Çağrı “Cumhuriyetimizin ikinci yüzyılına, ne yazık ki Cumhuriyetin temel ilkelerinin yerle bir edildiği, en temel demokratik hakların bile kullanılmasının engellendiği, büyük bir çoğunluğunun sefalete mahkûm edildiği bir ortamda” tam zamanında yapıldı.

Muhalefeti derin bir moral bozukluğuna iten kritik bir seçim yaşadık. Önümüzde de bir o kadar kritik yerel seçimler var. Hataları tekrar etmeden ve ülke koşulları ile o koşullara dair tahlillerin gerektirdiği mücadeleyi yükselterek gidilmesi gereken bir seçim!

Mayıs seçimleri öncesinde, sağdan sola muhalefetin tüm kesimleri, farklı kavramlarla da olsa, Türkiye’nin siyasal sistemini otoriter bir tek adam rejimi olarak tanımlıyordu.

Siyaset bilimi ve dünya pratiği otoriter rejimlere karşı yapılması gerekenleri belirlemişti ve teşhislerinde samimi olanların ona uygun bir mücadele yürütmesi gerekirdi:

Otoriter rejime karşı en geniş ittifak kurulmalı, ortak bir aday üzerinde anlaşılmalı, yeni iletişim teknolojilerinin tüm olanakları kullanılmalı, aktif yurttaş katılımı sağlanmalı, tüm muhalefeti heyecanlandırıp birleştirecek ortak semboller bulunmalı, bu mücadelede sıkıntı yaşayabilecek herkese sahip çıkacak dayanışma ağları örülmeli ve muhalefet en görkemli haliyle mutlaka sokakta görünür olmalıydı.

Ağır bir yenilgiyle sonuçlanan seçim sürecinin en önemli hataları; sokaktan özellikle uzak durmak, ortak adaya destek konusunda herkesin aynı samimi çabayı göstermemesi, ittifakı oluşturan partilerin kendileri olmaktan vaz geçtikleri görüntüsü, aktif yurttaş katılımının sağlanamaması ve kitleleri coşturacak güçlü semboller bulunamaması olarak sayılabilir.

Bugün kimse dünkü otoriter tek adam rejimi teşhisinden vazgeçmiş değil.
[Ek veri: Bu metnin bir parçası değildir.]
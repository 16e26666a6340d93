pub mod orchestrator;
pub mod transcript;

pub use orchestrator::ChatOrchestrator;
pub use transcript::{Role, Transcript, TranscriptEntry};
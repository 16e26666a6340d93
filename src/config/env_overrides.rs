use super::Config;

impl Config {
    pub fn apply_env_overrides(&mut self) {
        if let Ok(key) = std::env::var("MRQUACK_API_KEY")
            && !key.is_empty()
        {
            self.api_key = Some(key);
        }

        if let Ok(model) = std::env::var("MRQUACK_MODEL")
            && !model.is_empty()
        {
            self.model = model;
        }

        if let Ok(temp_str) = std::env::var("MRQUACK_TEMPERATURE")
            && let Ok(temp) = temp_str.parse::<f64>()
            && (0.0..=2.0).contains(&temp)
        {
            self.temperature = temp;
        }

        if let Ok(secs_str) = std::env::var("MRQUACK_TIMEOUT_SECS")
            && let Ok(secs) = secs_str.parse::<u64>()
            && secs > 0
        {
            self.chat.timeout_secs = secs;
        }

        if let Ok(level) = std::env::var("MRQUACK_LOG_LEVEL")
            && !level.is_empty()
        {
            self.log_level = level;
        }
    }
}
Yargıtay ve Anayasa Mahkemesi arasındaki çatışma, üstüne bir de “darbe” saptamasını ekledi. Ana muhalefet lideri Özgür Özel dün, Erdoğan’ın Yargıtay’a desteği ile “darbenin başına geçtiğini” ve Ogün Samast’ın salınmasının da sokağa çıkıp direnmeye niyetli herkese “Ayağınızı denk alın” mesajı olduğunu söyledi.

Otoriter rejimlere karşı yapılması gerekenler ne kadar netse, darbelere karşı yapılması gerekenler de o kadar net: “kitleleri ve toplumun tüm kesimlerini, en geniş birliktelik içinde, barışçıl protestolarla, meşruiyetine gölge düşmeyecek ve ahlaki üstünlüğü tartışmasız şiddet dışı eylemlerle harekete geçirmek; tüm yasal, hukuki araç ve kurumları da sonuna kadar kullanmak.

Gelinen noktada CHP’nin geçmişin derslerinden yararlandığı ve ilk düğmeyi doğru iliklediği söylenebilir.

Ancak, sonraki düğmelerin de doğru iliklenmesi ve bir başka seçim yenilgisi ile karşılaşmamak, laik ve demokratik cumhuriyet mücadelesini yükseltmek için herkese görev düşüyor. Güçlü bir yurttaş inisiyatifi yaratmak gerekiyor.  

ODTÜ mezunları o yüzden “Arkadaşlar! Forum var!” diyor.